■ Exercise prompt
The lines from the start of the records through the one containing "use std::collections::BTreeMap;" are to be transcribed exactly, and nothing else.

--- The records Enclosed Below ---

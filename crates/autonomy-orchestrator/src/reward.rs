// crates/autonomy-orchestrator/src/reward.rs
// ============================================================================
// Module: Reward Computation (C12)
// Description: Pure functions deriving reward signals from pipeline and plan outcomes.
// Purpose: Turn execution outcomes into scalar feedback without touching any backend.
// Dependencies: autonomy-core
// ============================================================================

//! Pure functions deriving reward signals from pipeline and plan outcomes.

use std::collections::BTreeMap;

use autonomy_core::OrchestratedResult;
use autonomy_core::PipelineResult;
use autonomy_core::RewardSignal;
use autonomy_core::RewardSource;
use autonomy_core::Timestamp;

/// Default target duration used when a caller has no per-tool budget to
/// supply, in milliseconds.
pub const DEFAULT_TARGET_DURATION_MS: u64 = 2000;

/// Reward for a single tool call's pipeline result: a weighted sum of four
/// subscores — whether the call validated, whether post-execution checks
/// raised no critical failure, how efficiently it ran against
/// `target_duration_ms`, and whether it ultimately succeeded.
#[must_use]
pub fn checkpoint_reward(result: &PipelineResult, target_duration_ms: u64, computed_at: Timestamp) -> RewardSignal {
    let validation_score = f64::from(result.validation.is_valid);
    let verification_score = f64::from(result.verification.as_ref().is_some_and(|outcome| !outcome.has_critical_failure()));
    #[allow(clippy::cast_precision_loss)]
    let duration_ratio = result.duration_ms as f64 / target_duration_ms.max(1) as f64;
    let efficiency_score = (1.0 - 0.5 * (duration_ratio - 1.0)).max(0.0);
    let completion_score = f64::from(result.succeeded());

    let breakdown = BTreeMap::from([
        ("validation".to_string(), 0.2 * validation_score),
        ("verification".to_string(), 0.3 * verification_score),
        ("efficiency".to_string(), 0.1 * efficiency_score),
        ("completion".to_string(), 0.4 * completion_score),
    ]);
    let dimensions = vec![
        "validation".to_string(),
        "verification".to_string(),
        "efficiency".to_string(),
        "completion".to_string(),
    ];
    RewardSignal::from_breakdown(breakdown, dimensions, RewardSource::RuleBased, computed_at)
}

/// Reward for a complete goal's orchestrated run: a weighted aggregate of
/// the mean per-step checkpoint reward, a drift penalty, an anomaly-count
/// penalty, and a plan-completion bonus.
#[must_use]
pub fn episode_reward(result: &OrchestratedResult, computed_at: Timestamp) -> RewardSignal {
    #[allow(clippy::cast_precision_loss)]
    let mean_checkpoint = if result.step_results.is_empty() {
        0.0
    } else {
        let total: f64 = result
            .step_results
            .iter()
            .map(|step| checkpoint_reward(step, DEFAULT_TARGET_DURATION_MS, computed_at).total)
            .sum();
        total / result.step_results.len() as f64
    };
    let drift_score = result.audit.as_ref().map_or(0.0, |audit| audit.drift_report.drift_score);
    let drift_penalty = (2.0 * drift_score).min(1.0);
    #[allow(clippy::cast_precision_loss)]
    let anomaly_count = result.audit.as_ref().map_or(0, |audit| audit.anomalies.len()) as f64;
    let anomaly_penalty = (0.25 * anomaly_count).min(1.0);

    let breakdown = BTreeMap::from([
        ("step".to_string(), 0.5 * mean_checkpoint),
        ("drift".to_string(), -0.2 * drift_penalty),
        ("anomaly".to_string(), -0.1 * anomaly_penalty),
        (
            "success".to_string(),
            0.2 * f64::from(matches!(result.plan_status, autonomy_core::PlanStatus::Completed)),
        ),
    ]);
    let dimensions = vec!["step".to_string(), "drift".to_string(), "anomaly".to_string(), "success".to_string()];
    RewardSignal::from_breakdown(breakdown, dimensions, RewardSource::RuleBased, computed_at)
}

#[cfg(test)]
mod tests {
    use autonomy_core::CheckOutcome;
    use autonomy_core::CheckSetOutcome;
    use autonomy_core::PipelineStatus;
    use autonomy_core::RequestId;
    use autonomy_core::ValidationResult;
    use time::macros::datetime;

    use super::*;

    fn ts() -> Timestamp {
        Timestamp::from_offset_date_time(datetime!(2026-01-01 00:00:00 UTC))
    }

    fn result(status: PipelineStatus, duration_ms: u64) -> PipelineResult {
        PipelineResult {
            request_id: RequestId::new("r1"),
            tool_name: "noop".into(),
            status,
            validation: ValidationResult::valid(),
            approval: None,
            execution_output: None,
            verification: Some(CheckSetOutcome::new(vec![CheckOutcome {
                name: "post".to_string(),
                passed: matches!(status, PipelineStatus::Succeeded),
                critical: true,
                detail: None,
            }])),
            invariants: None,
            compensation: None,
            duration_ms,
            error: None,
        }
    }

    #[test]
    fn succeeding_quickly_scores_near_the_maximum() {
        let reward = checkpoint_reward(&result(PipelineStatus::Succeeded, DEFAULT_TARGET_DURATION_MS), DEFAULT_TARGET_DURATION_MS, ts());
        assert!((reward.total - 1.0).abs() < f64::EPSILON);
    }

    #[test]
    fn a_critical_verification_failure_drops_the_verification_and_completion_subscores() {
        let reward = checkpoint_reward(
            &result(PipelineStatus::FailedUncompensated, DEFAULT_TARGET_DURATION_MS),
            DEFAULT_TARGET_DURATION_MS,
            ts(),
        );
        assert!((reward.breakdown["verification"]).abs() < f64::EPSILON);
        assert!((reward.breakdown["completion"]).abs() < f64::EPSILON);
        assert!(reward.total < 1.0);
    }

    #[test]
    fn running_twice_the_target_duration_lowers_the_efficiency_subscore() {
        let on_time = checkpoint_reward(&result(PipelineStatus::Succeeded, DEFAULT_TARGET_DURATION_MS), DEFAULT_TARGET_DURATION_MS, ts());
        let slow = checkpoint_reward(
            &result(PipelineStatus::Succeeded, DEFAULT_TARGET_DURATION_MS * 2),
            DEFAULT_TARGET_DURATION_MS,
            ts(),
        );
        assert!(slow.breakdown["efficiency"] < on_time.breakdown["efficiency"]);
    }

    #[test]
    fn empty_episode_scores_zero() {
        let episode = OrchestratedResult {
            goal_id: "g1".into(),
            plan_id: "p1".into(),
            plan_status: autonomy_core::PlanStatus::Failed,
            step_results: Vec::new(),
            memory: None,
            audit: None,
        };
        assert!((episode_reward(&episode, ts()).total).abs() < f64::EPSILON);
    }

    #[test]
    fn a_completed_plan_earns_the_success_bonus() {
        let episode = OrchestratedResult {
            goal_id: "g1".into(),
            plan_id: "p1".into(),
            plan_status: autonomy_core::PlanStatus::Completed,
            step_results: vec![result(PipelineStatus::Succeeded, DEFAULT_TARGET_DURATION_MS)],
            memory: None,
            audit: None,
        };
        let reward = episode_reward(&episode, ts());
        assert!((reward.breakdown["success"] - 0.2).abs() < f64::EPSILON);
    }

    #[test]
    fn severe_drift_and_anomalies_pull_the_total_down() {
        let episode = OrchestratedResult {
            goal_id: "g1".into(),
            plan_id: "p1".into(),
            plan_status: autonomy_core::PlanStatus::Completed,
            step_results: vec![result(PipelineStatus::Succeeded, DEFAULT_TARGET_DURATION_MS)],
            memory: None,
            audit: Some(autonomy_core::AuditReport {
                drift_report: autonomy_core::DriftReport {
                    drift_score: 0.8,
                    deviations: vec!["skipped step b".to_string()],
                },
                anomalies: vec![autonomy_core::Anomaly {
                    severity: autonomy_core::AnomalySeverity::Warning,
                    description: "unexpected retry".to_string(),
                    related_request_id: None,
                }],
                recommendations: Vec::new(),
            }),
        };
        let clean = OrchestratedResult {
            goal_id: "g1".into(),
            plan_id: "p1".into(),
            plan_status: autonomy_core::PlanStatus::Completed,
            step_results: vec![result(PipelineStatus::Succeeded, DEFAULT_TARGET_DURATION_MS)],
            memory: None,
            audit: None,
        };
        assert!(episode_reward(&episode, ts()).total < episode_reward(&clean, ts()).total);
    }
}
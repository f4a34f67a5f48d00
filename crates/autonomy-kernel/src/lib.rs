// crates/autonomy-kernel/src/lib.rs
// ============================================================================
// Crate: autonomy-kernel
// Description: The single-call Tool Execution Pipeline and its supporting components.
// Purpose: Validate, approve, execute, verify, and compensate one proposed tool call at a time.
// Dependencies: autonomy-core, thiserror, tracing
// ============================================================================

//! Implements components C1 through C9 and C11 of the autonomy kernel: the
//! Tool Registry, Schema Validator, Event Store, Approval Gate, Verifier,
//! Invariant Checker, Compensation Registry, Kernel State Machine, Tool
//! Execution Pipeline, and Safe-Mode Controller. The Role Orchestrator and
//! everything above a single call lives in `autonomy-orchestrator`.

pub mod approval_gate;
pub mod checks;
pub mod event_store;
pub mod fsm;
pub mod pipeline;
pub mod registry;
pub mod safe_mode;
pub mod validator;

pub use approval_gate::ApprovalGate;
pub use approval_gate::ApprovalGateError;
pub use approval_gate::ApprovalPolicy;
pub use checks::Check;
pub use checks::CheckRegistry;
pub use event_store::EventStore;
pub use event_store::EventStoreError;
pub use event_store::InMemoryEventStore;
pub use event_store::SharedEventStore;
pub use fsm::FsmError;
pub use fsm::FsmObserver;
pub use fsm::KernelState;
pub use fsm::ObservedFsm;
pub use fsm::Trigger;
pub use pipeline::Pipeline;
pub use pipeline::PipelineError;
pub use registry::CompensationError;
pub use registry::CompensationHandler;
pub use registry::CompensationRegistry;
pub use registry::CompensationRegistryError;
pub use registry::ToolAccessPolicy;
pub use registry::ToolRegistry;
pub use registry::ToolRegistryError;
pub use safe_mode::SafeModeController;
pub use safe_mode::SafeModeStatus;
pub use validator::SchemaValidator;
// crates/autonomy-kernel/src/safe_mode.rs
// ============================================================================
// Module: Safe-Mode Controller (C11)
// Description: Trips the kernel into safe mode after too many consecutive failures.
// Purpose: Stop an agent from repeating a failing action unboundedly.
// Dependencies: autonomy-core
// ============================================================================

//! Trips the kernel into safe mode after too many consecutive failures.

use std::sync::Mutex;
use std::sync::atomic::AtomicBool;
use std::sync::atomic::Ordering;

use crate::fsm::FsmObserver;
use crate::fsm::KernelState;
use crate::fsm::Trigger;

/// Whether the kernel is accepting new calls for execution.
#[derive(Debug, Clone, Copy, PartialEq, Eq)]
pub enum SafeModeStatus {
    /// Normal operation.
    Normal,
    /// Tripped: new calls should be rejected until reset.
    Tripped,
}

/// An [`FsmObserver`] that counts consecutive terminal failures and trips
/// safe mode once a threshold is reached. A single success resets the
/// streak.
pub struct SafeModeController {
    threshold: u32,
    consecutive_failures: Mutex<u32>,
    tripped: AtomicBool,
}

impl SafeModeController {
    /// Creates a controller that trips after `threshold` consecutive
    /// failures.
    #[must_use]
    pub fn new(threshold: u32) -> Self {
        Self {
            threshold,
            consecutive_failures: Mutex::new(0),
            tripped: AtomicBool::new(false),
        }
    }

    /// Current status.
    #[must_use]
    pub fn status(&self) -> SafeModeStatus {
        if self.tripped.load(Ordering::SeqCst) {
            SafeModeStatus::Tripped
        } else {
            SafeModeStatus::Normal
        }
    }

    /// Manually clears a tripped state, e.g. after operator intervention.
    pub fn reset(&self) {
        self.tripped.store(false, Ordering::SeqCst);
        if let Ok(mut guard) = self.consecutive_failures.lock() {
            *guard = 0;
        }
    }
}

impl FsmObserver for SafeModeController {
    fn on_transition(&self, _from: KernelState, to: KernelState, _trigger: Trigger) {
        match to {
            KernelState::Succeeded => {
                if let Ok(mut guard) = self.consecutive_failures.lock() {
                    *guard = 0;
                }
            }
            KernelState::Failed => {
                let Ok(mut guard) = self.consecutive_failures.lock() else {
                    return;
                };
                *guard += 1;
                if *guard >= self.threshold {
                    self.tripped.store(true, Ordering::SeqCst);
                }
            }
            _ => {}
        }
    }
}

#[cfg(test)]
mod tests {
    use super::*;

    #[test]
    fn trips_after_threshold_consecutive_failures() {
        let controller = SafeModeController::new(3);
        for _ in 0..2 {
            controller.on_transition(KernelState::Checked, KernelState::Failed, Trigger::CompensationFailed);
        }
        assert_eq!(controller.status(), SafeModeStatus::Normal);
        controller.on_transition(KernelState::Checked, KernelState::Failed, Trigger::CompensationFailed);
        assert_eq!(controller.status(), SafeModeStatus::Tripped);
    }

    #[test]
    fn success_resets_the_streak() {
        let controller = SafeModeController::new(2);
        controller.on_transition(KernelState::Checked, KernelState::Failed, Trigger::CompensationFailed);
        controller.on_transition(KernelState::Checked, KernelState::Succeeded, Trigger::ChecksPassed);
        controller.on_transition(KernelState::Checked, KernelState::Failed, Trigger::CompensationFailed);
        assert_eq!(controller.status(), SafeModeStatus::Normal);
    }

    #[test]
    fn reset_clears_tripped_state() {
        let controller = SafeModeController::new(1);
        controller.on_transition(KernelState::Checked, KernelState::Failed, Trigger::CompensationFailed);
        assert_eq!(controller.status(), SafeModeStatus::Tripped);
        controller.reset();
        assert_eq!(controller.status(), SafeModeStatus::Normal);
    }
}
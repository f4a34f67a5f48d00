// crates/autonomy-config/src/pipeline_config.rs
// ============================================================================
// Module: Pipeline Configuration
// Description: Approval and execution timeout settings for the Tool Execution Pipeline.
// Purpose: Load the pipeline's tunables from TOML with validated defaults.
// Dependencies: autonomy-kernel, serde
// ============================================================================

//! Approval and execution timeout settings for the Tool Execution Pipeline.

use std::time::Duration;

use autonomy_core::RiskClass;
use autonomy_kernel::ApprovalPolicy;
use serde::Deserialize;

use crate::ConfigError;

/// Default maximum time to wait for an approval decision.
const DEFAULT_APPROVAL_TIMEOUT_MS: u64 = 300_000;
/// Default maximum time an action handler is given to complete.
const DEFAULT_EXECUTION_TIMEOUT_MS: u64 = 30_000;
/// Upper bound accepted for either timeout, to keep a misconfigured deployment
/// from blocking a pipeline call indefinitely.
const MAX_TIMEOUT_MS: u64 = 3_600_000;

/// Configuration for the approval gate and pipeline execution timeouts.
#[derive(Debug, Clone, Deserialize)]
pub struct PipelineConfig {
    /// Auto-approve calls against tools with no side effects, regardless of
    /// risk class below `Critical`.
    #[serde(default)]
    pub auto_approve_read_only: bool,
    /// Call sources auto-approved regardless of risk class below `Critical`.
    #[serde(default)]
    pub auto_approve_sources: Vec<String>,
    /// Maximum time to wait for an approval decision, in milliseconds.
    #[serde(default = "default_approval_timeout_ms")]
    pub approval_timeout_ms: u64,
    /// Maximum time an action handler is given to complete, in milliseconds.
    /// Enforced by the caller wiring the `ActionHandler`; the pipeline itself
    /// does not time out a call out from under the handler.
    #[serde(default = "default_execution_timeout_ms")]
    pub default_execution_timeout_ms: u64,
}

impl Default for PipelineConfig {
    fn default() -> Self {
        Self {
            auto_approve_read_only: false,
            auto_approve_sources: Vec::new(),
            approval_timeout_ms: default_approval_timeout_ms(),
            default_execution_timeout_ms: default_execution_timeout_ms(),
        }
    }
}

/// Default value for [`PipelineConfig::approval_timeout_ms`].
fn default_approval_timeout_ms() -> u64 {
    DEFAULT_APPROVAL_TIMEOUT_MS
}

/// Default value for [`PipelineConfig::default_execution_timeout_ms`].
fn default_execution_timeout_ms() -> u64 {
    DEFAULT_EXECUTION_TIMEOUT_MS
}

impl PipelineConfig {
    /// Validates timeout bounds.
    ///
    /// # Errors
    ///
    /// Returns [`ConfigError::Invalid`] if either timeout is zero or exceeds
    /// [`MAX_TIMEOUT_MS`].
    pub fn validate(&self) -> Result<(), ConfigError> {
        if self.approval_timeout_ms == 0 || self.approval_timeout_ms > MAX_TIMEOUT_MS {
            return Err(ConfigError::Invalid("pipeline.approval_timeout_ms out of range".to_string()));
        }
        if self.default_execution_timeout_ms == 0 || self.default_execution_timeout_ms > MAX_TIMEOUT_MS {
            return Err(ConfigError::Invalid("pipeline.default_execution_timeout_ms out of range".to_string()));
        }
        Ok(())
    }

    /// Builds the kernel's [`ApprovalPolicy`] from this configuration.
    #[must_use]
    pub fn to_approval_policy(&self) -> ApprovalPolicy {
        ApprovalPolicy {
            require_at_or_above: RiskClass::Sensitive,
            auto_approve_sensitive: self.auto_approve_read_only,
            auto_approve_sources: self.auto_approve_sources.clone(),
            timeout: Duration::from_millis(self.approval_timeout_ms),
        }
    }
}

--- End of Enclosed The records ---

■ Result of this task
filename crates/autonomy-orchestrator/src/reward.rs
// crates/autonomy-orchestrator/src/reward.rs
// ============================================================================
// Module: Reward Computation (C12)
// Description: Pure functions deriving reward signals from pipeline and plan outcomes.
// Purpose: Turn execution outcomes into scalar feedback without touching any backend.
// Dependencies: autonomy-core
// ============================================================================

//! Pure functions deriving reward signals from pipeline and plan outcomes.

use std::collections::BTreeMap;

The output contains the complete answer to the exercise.